▶ Dataset entries
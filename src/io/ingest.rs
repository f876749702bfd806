//! Series file ingest.
//!
//! The file format is the plain-text observation format of `series::Series`.
//! Parsing never fails on a bad line; this layer only turns "could not read
//! the file" and "nothing usable came out" into `AppError`s.

use std::fs;
use std::path::Path;

use tracing::{debug, info};

use crate::error::AppError;
use crate::series::{LoadReport, Series};

/// Loaded series plus what happened while parsing it.
#[derive(Debug, Clone)]
pub struct IngestedSeries {
    pub series: Series,
    pub report: LoadReport,
}

/// Read and validate a series file.
pub fn load_series(path: &Path) -> Result<IngestedSeries, AppError> {
    let text = read_text(path)?;
    let mut series = Series::new();
    let report = series.load(&text);

    for err in report.rejected.iter().take(10) {
        debug!(line = err.line, "rejected: {}", err.message);
    }

    if !series.is_valid() {
        return Err(AppError::new(
            3,
            format!(
                "No usable series in '{}' ({} of {} lines accepted).",
                path.display(),
                report.accepted,
                report.lines_read
            ),
        ));
    }

    info!(
        path = %path.display(),
        observations = series.len(),
        columns = series.num_data_columns(),
        "series loaded"
    );
    Ok(IngestedSeries { series, report })
}

/// Read a file to a string, mapping failures to exit code 2.
pub fn read_text(path: &Path) -> Result<String, AppError> {
    fs::read_to_string(path)
        .map_err(|e| AppError::new(2, format!("Failed to read '{}': {e}", path.display())))
}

▶ TASK REQUIREMENTS
Determine how many lines in the data include "IngestedSeries", and let the answer be that number alone.

▶ COMPLETED EXERCISE
3